-- WHAT IS EXPECTED --
All lines in the data bearing the string "calls" should be identified and copied.

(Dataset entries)
►

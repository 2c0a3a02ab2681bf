//! Result types produced by the engine.

use std::collections::BTreeMap;

use rust_decimal::Decimal;
use serde::{Deserialize, Serialize};

use super::intervention::{InterventionId, PremiumId};

/// Increment contributed by one premium to a resolved rate.
#[derive(Debug, Clone, PartialEq, Eq, Serialize, Deserialize)]
pub struct PremiumIncrement {
    pub premium: PremiumId,
    pub increment: Decimal,
}

/// Resolved incentive rate and the rule that produced it.
#[derive(Debug, Clone, PartialEq, Eq, Serialize, Deserialize)]
pub struct PercentageResult {
    pub p: Decimal,
    #[serde(rename = "pDesc")]
    pub p_desc: String,
    /// Premium-set increments actually applied (after capping).
    #[serde(default, skip_serializing_if = "Vec::is_empty")]
    pub premiums: Vec<PremiumIncrement>,
}

impl PercentageResult {
    pub fn not_admitted(p_desc: impl Into<String>) -> Self {
        PercentageResult {
            p: Decimal::ZERO,
            p_desc: p_desc.into(),
            premiums: Vec::new(),
        }
    }
}

/// Numeric outcome of one intervention.
#[derive(Debug, Clone, PartialEq, Eq, Serialize, Deserialize)]
pub struct EvaluationResult {
    #[serde(rename = "Itot")]
    pub itot: Decimal,
    pub p: Decimal,
    #[serde(rename = "pDesc")]
    pub p_desc: String,
    #[serde(rename = "Imas")]
    pub imas: Decimal,
    #[serde(rename = "MassimaleSoggetto")]
    pub massimale_soggetto: Decimal,
    pub finale: Decimal,
    /// Premium increments folded into `p`, reported per project by the
    /// combined calculation.
    #[serde(skip)]
    pub premiums: Vec<PremiumIncrement>,
}

impl EvaluationResult {
    /// All-zero result carrying a diagnostic description.
    pub fn zero(p_desc: impl Into<String>) -> Self {
        EvaluationResult {
            itot: Decimal::ZERO,
            p: Decimal::ZERO,
            p_desc: p_desc.into(),
            imas: Decimal::ZERO,
            massimale_soggetto: Decimal::ZERO,
            finale: Decimal::ZERO,
            premiums: Vec::new(),
        }
    }
}

/// Outcome of an evaluation together with its narrated derivation.
#[derive(Debug, Clone, PartialEq, Eq, Serialize, Deserialize)]
pub struct ExplainResult {
    pub result: Decimal,
    pub variables: BTreeMap<String, Decimal>,
    pub steps: Vec<String>,
}

/// One entry of a combined calculation, in selection order.
#[derive(Debug, Clone, PartialEq, Eq, Serialize, Deserialize)]
pub struct InterventionOutcome {
    /// Key as it appeared in the selection.
    pub key: String,
    /// Parsed id, `None` for unknown keys.
    pub id: Option<InterventionId>,
    pub result: EvaluationResult,
}

#[derive(Debug, Clone, Default, PartialEq, Eq, Serialize, Deserialize)]
pub struct Totals {
    #[serde(rename = "Itot")]
    pub itot: Decimal,
    pub finale: Decimal,
}

/// Effect of one premium across the combined project.
#[derive(Debug, Clone, PartialEq, Eq, Serialize, Deserialize)]
pub struct AppliedPremium {
    pub premium: PremiumId,
    pub interventions: Vec<InterventionId>,
    /// Rate increment granted to each entry of `interventions`.
    pub increments: Vec<Decimal>,
}

#[derive(Debug, Clone, Default, PartialEq, Eq, Serialize, Deserialize)]
pub struct CombinedResult {
    pub per_intervention: Vec<InterventionOutcome>,
    pub totals: Totals,
    pub applied_premiums: Vec<AppliedPremium>,
}

impl CombinedResult {
    /// Result for a known intervention, if it was selected.
    pub fn get(&self, id: InterventionId) -> Option<&EvaluationResult> {
        self.per_intervention
            .iter()
            .find(|outcome| outcome.id == Some(id))
            .map(|outcome| &outcome.result)
    }

    /// Result for a selection key, known or not.
    pub fn get_key(&self, key: &str) -> Option<&EvaluationResult> {
        self.per_intervention
            .iter()
            .find(|outcome| outcome.key == key)
            .map(|outcome| &outcome.result)
    }
}
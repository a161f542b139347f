//! Error types for the gemcord domain.
//!
//! Uses `thiserror` for ergonomic error definitions.
//! Each bounded context has its own error enum; the top-level [`Error`]
//! adds the turn-level outcomes that only the orchestrator produces.

use thiserror::Error;

/// The top-level error type for all gemcord operations.
#[derive(Debug, Error)]
pub enum Error {
    // --- Media errors ---
    #[error("Media error: {0}")]
    Media(#[from] MediaError),

    // --- Tool errors ---
    #[error("Tool error: {0}")]
    Tool(#[from] ToolError),

    // --- Model errors ---
    #[error("Model error: {0}")]
    Model(#[from] ModelError),

    // --- Channel errors ---
    #[error("Channel error: {0}")]
    Channel(#[from] ChannelError),

    // --- Turn-level outcomes ---
    #[error("Tool loop exceeded the cap of {cap} round-trips")]
    ToolLoopExceeded {
        cap: u32,
        /// Best answer the model gave without further tools, if any
        partial: Option<String>,
    },

    #[error("Turn cancelled")]
    Cancelled,

    // --- Configuration errors ---
    #[error("Configuration error: {message}")]
    Config { message: String },

    // --- Serialization ---
    #[error("Serialization error: {0}")]
    Serialization(#[from] serde_json::Error),

    // --- Generic ---
    #[error("Internal error: {0}")]
    Internal(String),
}

/// Result type alias using our Error.
pub type Result<T> = std::result::Result<T, Error>;

impl Error {
    /// The single explanatory reply shown in the conversation when a turn
    /// terminates with this error.
    pub fn user_notice(&self) -> String {
        match self {
            Error::Media(MediaError::Cancelled) | Error::Cancelled => "Stopped.".into(),
            Error::Media(MediaError::UnsupportedFormat { mime_type, .. }) => format!(
                "Sorry, I can't read files of type `{mime_type}`. Nothing from this message was saved."
            ),
            Error::Media(e @ MediaError::Download { .. }) => format!(
                "Error: Failed to fetch attachment(s). {e}\nNothing from this message was saved, feel free to try again."
            ),
            Error::Model(ModelError::Blocked { categories }) => {
                let reason = if categories.is_empty() {
                    "a safety policy".to_string()
                } else {
                    categories.join(", ")
                };
                format!("This response was blocked due to {reason}")
            }
            Error::Model(ModelError::Malformed(_)) => {
                "Seems like my function calling tool is malformed. Try again!".into()
            }
            Error::Model(e) => format!(
                "Something went wrong on the model's end. Please wait for a while and try again.\n```{e}```"
            ),
            Error::ToolLoopExceeded { cap, partial: Some(partial) } => format!(
                "{partial}\n\n(I stopped after {cap} tool calls, so this answer may be incomplete.)"
            ),
            Error::ToolLoopExceeded { cap, partial: None } => format!(
                "I stopped after {cap} tool calls without reaching an answer. Try rephrasing or narrowing the question."
            ),
            Error::Tool(e) => format!("A tool failed while answering: {e}"),
            other => format!(
                "Something went wrong. Please review the error and maybe submit a bug report.\n```{other}```"
            ),
        }
    }
}

// --- Bounded context errors ---

#[derive(Debug, Clone, PartialEq, Eq, Error)]
pub enum MediaError {
    #[error("Download failed for {source_ref}: {reason}")]
    Download { source_ref: String, reason: String },

    #[error("Unsupported media type {mime_type} for {source_ref}")]
    UnsupportedFormat { source_ref: String, mime_type: String },

    #[error("Media resolution cancelled")]
    Cancelled,
}

#[derive(Debug, Clone, PartialEq, Eq, Error)]
pub enum ToolError {
    #[error("Unknown tool: {0}")]
    UnknownTool(String),

    #[error("Arguments for {tool_name} do not match its schema: {reason}")]
    SchemaMismatch { tool_name: String, reason: String },

    #[error("Tool timed out: {tool_name} after {timeout_secs}s")]
    Timeout { tool_name: String, timeout_secs: u64 },

    #[error("Tool execution failed: {tool_name}: {reason}")]
    Failed { tool_name: String, reason: String },
}

#[derive(Debug, Error)]
pub enum MemoryError {
    #[error("Memory storage failed: {0}")]
    Storage(String),
}

#[derive(Debug, Clone, PartialEq, Eq, Error)]
pub enum ModelError {
    #[error("API request failed: {message} (status: {status_code})")]
    Api { status_code: u16, message: String },

    #[error("Network error: {0}")]
    Network(String),

    #[error("Model request timed out after {timeout_secs}s")]
    Timeout { timeout_secs: u64 },

    #[error("Response blocked by safety filter")]
    Blocked { categories: Vec<String> },

    #[error("Malformed model response: {0}")]
    Malformed(String),

    #[error("Media upload failed: {0}")]
    Upload(String),
}

impl ModelError {
    /// Transport-level failures are worth one more attempt; content-level
    /// outcomes (blocked, malformed) and client errors are not.
    pub fn is_retryable(&self) -> bool {
        match self {
            ModelError::Network(_) | ModelError::Timeout { .. } => true,
            ModelError::Api { status_code, .. } => *status_code == 429 || *status_code >= 500,
            ModelError::Blocked { .. } | ModelError::Malformed(_) | ModelError::Upload(_) => false,
        }
    }
}

#[derive(Debug, Error)]
pub enum ChannelError {
    #[error("Channel not configured: {0}")]
    NotConfigured(String),

    #[error("Message delivery failed to {channel}: {reason}")]
    DeliveryFailed { channel: String, reason: String },

    #[error("Channel connection lost: {0}")]
    ConnectionLost(String),
}
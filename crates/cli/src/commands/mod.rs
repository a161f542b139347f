//! Subcommand implementations and the wiring they share.

pub mod chat;
pub mod init;
pub mod run;

use gemcord_agent::{Orchestrator, SessionMetadata, SessionStore};
use gemcord_config::AppConfig;
use gemcord_core::event::{DomainEvent, EventBus};
use gemcord_media::MediaResolver;
use gemcord_providers::GeminiProvider;
use std::sync::Arc;
use tokio::sync::broadcast::error::RecvError;
use tracing::debug;

/// Everything a running bot needs, built from the configuration.
pub struct Runtime {
    pub config: AppConfig,
    pub orchestrator: Arc<Orchestrator>,
    pub event_bus: Arc<EventBus>,
}

impl Runtime {
    pub fn build() -> Result<Self, Box<dyn std::error::Error>> {
        let config = AppConfig::load().map_err(|e| format!("Failed to load config: {e}"))?;

        // Check for API key early — give a clear error
        let Some(api_key) = config.api_key.clone() else {
            eprintln!();
            eprintln!("  ERROR: No API key configured!");
            eprintln!();
            eprintln!("  Set one of these environment variables:");
            eprintln!("    GEMCORD_API_KEY=...");
            eprintln!("    GEMINI_API_KEY=...");
            eprintln!();
            eprintln!("  Or add it to your config file:");
            eprintln!("    {}", AppConfig::config_dir().join("config.toml").display());
            eprintln!();
            return Err("No API key found. See above for setup instructions.".into());
        };

        let provider = Arc::new(GeminiProvider::new(api_key));
        let memory = gemcord_tools::memory_bank(&config.tools);
        let tools = Arc::new(gemcord_tools::default_registry(&config.tools, memory.clone()));
        let media = Arc::new(MediaResolver::from_config(&config.media));
        let sessions = Arc::new(SessionStore::new(
            config.session.max_turns,
            SessionMetadata::from_config(&config),
        ));
        let event_bus = Arc::new(EventBus::default());
        let mut orchestrator = Orchestrator::from_config(
            &config,
            provider,
            tools,
            media,
            sessions,
            event_bus.clone(),
        );
        if let Some(memory) = memory {
            orchestrator = orchestrator.with_memory(memory);
        }
        let orchestrator = Arc::new(orchestrator);

        Ok(Self {
            config,
            orchestrator,
            event_bus,
        })
    }

    /// Log every domain event at debug level.
    pub fn spawn_event_logger(&self) -> tokio::task::JoinHandle<()> {
        let mut rx = self.event_bus.subscribe();
        tokio::spawn(async move {
            loop {
                match rx.recv().await {
                    Ok(event) => log_event(&event),
                    Err(RecvError::Lagged(missed)) => debug!(missed, "Event logger lagged"),
                    Err(RecvError::Closed) => break,
                }
            }
        })
    }
}

fn log_event(event: &DomainEvent) {
    match event {
        DomainEvent::ResponseGenerated {
            conversation_id,
            model,
            tool_round_trips,
            tokens_used,
            ..
        } => debug!(%conversation_id, %model, tool_round_trips, ?tokens_used, "Response generated"),
        DomainEvent::ToolExecuted {
            conversation_id,
            tool_name,
            success,
            duration_ms,
            ..
        } => debug!(%conversation_id, tool = %tool_name, success, duration_ms, "Tool executed"),
        other => debug!(event = ?other, "Domain event"),
    }
}
#[tokio::test]
async fn e2e_local_attachment_reaches_the_model() {
    let dir = tempfile::tempdir().unwrap();
    let path = dir.path().join("notes.txt");
    std::fs::write(&path, "remember the milk").unwrap();

    let provider = ScriptedProvider::new(|_| final_text("You should buy milk."));
    let bot = bot(&AppConfig::default(), provider.clone());
    let mut event = message("chan-1", "what do my notes say?");
    event.attachments.push(MediaRef::Attachment {
        url: format!("file://{}", path.display()),
        filename: Some("notes.txt".into()),
        mime_type: None,
        size_bytes: Some(17),
    });

    let channel = serve(&bot, vec![event]).await;
    assert_eq!(channel.texts(), vec!["You should buy milk."]);

    let requests = provider.requests.lock().unwrap();
    match &requests[0].new_turns[0] {
        Turn::User(user) => {
            assert_eq!(user.media.len(), 1);
            assert_eq!(user.media[0].mime_type(), "text/plain");
            assert_eq!(user.media[0].data(), b"remember the milk");
        }
        other => panic!("expected user turn, got {other:?}"),
    }
}

// ── E2E: Concurrency ────────────────────────────────────────────────────

#[tokio::test]
async fn e2e_conversations_stay_ordered() {
    let provider = ScriptedProvider::new(|request| {
        let text = request
            .new_turns
            .iter()
            .find_map(|t| match t {
                Turn::User(u) => Some(u.text.clone()),
                _ => None,
            })
            .unwrap_or_default();
        final_text(format!("ack {text}"))
    });
    let bot = bot(&AppConfig::default(), provider);

    let mut events = Vec::new();
    for i in 0..5 {
        events.push(message("left", &format!("L{i}")));
        events.push(message("right", &format!("R{i}")));
    }
    let channel = serve(&bot, events).await;

    let sent = channel.sent.lock().unwrap();
    let for_conversation = |id: &str| -> Vec<String> {
        sent.iter()
            .filter(|m| m.conversation_id.as_str() == id)
            .filter_map(|m| match &m.payload {
                OutboundPayload::Text(t) => Some(t.clone()),
                OutboundPayload::Media(_) => None,
            })
            .collect()
    };
    assert_eq!(
        for_conversation("left"),
        (0..5).map(|i| format!("ack L{i}")).collect::<Vec<_>>()
    );
    assert_eq!(
        for_conversation("right"),
        (0..5).map(|i| format!("ack R{i}")).collect::<Vec<_>>()
    );

    // Each session holds its own exchanges, in arrival order.
    let left = bot.sessions.history(&ConversationId::from("left")).await;
    assert_eq!(left.len(), 10);
    assert!(left.iter().step_by(2).all(Turn::is_user));
}

// ── E2E: Commands ───────────────────────────────────────────────────────

#[tokio::test]
async fn e2e_owner_only_reset() {
    let provider = ScriptedProvider::new(|_| final_text("noted"));
    let mut config = AppConfig::default();
    config.owner_id = Some("owner-1".into());
    let bot = bot(&config, provider);

    serve(&bot, vec![message("chan-1", "remember this")]).await;
    let channel = serve(&bot, vec![message("chan-1", "{clear}")]).await;
    assert_eq!(
        channel.texts(),
        vec!["You don't have the necessary permissions for this!"]
    );
    assert_eq!(bot.sessions.history(&ConversationId::from("chan-1")).await.len(), 2);

    let owner_clear = InboundEvent::new(ConversationId::from("chan-1"), "owner-1", "{clear}");
    let channel = serve(&bot, vec![owner_clear]).await;
    assert_eq!(
        channel.texts(),
        vec!["Alright, I have cleared my context. What are we gonna talk about?"]
    );
    assert!(bot.sessions.history(&ConversationId::from("chan-1")).await.is_empty());
}
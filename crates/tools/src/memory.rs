//! Memory tool: lets the model keep notes about users across conversations.
//!
//! Notes are appended to a plain text file, one per line. The orchestrator
//! reads the whole file back into the first turn of each new conversation.

use async_trait::async_trait;
use gemcord_core::error::{MemoryError, ToolError};
use gemcord_core::memory::MemoryBank;
use gemcord_core::tool::{ParamKind, Tool, ToolSchema};
use std::path::PathBuf;
use std::sync::Arc;
use tokio::io::AsyncWriteExt;
use tokio::sync::Mutex;
use tracing::debug;

const TOOL_NAME: &str = "save_memory";

/// Notes stored in a text file.
pub struct FileMemory {
    path: PathBuf,
    /// Serializes appends from concurrent conversations
    write_lock: Mutex<()>,
}

impl FileMemory {
    pub fn new(path: impl Into<PathBuf>) -> Self {
        Self {
            path: path.into(),
            write_lock: Mutex::new(()),
        }
    }

    pub fn path(&self) -> &PathBuf {
        &self.path
    }
}

#[async_trait]
impl MemoryBank for FileMemory {
    async fn save(&self, note: &str) -> Result<(), MemoryError> {
        let _guard = self.write_lock.lock().await;
        if let Some(parent) = self.path.parent() {
            tokio::fs::create_dir_all(parent).await.map_err(|e| {
                MemoryError::Storage(format!("Failed to create memory directory: {e}"))
            })?;
        }

        let mut file = tokio::fs::OpenOptions::new()
            .create(true)
            .append(true)
            .open(&self.path)
            .await
            .map_err(|e| MemoryError::Storage(format!("Failed to open memory file: {e}")))?;
        file.write_all(format!("\n{note}").as_bytes())
            .await
            .map_err(|e| MemoryError::Storage(format!("Failed to write memory file: {e}")))?;
        file.flush()
            .await
            .map_err(|e| MemoryError::Storage(format!("Failed to write memory file: {e}")))?;

        debug!(path = %self.path.display(), bytes = note.len(), "Memory saved");
        Ok(())
    }

    async fn load(&self) -> Result<String, MemoryError> {
        match tokio::fs::read_to_string(&self.path).await {
            Ok(content) => Ok(content.trim().to_string()),
            Err(e) if e.kind() == std::io::ErrorKind::NotFound => Ok(String::new()),
            Err(e) => Err(MemoryError::Storage(format!("Failed to read memory file: {e}"))),
        }
    }
}

pub struct SaveMemoryTool {
    bank: Arc<dyn MemoryBank>,
}

impl SaveMemoryTool {
    pub fn new(bank: Arc<dyn MemoryBank>) -> Self {
        Self { bank }
    }
}

#[async_trait]
impl Tool for SaveMemoryTool {
    fn name(&self) -> &str {
        TOOL_NAME
    }

    fn description(&self) -> &str {
        "Save a short note to your long-term memory. Saved notes are shown to you at the \
         start of every new conversation. Use it for lasting facts about users, not for \
         the current chat."
    }

    fn schema(&self) -> ToolSchema {
        ToolSchema::new().required("msg", ParamKind::String, "The note to remember")
    }

    async fn execute(&self, arguments: serde_json::Value) -> Result<serde_json::Value, ToolError> {
        let note = arguments["msg"].as_str().unwrap_or_default().trim();
        if note.is_empty() {
            return Err(ToolError::Failed {
                tool_name: TOOL_NAME.into(),
                reason: "msg is empty".into(),
            });
        }
        // One note per line.
        let note = note.replace('\n', " ");

        self.bank.save(&note).await.map_err(|e| ToolError::Failed {
            tool_name: TOOL_NAME.into(),
            reason: e.to_string(),
        })?;
        Ok(serde_json::json!({"saved": true}))
    }
}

◄

-- SOLUTION TO THE EXERCISE --
                "{partial}\n\n(I stopped after {cap} tool calls, so this answer may be incomplete.)"
                "I stopped after {cap} tool calls without reaching an answer. Try rephrasing or narrowing the question."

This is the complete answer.